Data entries:
§ §

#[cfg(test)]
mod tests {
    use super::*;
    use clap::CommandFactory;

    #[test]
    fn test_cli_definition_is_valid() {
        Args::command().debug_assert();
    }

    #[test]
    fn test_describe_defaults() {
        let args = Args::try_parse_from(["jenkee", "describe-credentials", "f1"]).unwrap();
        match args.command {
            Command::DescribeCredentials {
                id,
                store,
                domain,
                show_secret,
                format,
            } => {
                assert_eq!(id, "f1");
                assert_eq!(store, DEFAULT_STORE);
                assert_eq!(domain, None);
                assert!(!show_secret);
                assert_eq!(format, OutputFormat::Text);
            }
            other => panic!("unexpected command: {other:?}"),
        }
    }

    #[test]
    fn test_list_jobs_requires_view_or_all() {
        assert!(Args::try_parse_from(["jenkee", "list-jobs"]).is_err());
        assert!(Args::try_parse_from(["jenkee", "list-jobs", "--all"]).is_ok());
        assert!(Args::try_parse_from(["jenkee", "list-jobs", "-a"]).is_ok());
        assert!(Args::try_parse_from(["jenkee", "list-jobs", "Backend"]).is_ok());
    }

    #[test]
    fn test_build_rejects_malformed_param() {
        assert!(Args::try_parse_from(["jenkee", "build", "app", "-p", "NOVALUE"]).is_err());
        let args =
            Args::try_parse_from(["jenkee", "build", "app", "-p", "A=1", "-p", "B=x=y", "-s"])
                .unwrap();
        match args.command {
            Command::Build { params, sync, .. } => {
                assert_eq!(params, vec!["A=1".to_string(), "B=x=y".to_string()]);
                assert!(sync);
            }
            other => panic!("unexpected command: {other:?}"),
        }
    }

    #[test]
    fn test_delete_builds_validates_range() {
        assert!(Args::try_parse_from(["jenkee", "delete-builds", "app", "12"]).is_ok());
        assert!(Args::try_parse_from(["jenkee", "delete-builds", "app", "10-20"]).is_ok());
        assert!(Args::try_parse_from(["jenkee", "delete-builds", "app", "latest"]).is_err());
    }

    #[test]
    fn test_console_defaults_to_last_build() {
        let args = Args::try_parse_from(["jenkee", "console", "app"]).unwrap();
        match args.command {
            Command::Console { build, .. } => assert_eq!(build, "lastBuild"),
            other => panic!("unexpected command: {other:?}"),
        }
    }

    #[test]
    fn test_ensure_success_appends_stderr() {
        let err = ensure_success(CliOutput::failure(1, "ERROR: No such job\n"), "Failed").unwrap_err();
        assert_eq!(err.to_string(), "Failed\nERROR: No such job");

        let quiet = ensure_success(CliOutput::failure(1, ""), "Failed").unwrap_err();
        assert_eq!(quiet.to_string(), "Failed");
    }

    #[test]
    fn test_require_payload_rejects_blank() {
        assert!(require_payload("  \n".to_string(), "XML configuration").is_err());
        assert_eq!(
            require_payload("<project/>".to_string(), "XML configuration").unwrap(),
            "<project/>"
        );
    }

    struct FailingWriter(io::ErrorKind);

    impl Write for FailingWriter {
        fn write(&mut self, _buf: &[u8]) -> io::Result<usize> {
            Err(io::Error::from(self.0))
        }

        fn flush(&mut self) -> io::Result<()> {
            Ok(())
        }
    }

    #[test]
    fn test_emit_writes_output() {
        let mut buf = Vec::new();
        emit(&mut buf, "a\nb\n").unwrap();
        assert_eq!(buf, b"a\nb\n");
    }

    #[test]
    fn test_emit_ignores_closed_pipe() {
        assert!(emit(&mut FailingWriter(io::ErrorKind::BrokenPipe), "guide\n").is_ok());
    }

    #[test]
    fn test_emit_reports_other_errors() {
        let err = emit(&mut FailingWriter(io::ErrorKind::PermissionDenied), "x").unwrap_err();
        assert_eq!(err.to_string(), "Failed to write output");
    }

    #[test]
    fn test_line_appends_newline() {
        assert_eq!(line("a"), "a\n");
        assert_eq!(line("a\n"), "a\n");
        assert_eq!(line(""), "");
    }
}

§ §

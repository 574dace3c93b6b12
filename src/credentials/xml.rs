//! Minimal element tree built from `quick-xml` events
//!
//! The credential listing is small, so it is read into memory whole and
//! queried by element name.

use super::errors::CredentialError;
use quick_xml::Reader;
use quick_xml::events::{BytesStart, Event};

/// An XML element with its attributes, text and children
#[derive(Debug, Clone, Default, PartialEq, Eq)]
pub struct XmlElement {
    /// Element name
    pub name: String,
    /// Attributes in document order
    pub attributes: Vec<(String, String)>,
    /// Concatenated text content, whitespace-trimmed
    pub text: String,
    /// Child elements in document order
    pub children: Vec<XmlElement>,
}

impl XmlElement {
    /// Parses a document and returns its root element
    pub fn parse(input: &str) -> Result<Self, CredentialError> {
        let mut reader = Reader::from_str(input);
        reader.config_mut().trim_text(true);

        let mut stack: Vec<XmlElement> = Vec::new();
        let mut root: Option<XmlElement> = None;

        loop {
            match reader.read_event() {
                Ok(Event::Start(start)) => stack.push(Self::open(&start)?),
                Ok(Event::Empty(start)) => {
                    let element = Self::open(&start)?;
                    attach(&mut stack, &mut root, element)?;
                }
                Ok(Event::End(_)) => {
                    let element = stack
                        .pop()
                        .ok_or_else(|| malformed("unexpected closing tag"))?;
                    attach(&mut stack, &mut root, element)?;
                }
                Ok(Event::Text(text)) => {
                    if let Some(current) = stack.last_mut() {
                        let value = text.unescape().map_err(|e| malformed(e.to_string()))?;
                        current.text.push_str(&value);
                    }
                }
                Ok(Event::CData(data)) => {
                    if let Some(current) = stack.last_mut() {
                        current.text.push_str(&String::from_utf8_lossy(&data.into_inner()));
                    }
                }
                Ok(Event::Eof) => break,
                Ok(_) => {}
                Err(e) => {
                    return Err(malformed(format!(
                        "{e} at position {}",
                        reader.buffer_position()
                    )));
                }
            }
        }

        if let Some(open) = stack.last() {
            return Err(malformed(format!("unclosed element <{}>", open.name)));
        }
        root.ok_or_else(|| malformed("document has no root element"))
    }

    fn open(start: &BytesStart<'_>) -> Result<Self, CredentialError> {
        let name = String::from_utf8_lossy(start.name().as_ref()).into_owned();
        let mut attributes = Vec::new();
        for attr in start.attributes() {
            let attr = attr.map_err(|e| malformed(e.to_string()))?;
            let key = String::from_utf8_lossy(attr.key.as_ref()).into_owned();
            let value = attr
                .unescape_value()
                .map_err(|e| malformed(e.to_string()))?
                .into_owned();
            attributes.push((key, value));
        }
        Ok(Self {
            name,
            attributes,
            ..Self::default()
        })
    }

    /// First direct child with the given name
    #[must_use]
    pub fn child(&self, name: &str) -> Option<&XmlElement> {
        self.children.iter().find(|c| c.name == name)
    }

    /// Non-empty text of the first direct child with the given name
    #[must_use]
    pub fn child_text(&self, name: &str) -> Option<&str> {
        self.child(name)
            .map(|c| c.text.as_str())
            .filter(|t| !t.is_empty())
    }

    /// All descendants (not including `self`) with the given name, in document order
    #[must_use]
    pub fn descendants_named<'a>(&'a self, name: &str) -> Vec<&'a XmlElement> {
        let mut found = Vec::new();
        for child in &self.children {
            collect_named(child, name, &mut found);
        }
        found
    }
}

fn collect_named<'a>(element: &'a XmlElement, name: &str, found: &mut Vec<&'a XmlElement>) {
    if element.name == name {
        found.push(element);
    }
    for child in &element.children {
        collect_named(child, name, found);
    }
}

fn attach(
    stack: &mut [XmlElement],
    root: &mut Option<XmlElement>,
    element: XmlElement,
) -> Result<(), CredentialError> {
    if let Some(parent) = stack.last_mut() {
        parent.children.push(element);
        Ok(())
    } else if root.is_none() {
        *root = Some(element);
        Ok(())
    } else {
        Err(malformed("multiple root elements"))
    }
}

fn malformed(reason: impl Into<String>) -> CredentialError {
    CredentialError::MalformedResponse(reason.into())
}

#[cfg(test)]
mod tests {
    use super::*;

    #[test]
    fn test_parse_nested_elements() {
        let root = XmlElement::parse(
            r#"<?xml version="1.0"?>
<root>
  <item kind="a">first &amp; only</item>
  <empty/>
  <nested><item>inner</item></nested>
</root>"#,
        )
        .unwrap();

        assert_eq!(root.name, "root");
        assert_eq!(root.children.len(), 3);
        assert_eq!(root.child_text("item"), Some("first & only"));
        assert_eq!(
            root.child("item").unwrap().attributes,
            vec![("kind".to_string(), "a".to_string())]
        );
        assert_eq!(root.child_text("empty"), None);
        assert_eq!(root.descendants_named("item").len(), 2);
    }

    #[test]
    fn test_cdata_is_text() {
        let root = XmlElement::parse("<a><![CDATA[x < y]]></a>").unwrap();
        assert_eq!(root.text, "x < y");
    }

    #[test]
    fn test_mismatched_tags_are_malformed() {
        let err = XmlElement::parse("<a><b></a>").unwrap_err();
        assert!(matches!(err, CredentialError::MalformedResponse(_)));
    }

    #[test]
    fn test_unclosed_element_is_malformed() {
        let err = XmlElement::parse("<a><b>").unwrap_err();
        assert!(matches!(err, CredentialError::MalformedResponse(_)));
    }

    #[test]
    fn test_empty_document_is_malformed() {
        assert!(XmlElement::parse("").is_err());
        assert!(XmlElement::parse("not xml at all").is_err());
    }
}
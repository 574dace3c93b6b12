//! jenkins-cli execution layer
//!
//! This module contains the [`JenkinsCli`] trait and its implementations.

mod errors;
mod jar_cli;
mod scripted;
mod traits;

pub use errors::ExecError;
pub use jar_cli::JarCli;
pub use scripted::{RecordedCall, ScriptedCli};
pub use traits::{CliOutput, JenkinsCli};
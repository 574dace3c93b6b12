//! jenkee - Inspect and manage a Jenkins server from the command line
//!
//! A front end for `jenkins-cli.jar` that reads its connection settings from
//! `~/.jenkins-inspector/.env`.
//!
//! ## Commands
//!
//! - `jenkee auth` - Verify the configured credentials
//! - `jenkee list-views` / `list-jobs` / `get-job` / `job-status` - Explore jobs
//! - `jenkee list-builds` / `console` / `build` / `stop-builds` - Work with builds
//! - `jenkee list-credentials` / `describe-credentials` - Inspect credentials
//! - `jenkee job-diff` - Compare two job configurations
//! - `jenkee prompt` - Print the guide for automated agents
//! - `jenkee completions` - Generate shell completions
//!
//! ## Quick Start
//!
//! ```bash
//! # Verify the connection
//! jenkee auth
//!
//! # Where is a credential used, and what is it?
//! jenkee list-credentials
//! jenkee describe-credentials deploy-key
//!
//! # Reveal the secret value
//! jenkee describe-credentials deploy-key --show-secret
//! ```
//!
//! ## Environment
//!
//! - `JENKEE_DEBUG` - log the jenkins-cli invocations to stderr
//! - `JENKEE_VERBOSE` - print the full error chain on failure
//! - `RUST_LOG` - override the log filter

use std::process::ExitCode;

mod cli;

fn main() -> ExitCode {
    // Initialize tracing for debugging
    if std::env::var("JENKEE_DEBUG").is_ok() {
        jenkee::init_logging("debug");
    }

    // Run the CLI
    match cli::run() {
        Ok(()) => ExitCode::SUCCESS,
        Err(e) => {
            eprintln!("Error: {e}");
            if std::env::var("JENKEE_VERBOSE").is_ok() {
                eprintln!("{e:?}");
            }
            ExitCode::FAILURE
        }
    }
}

§ §

■ **Task instructions**: Wherever the string "BytesStart" appears in the data above, report the whole line.

■ **Task answer**:
use quick_xml::events::{BytesStart, Event};
    fn open(start: &BytesStart<'_>) -> Result<Self, CredentialError> {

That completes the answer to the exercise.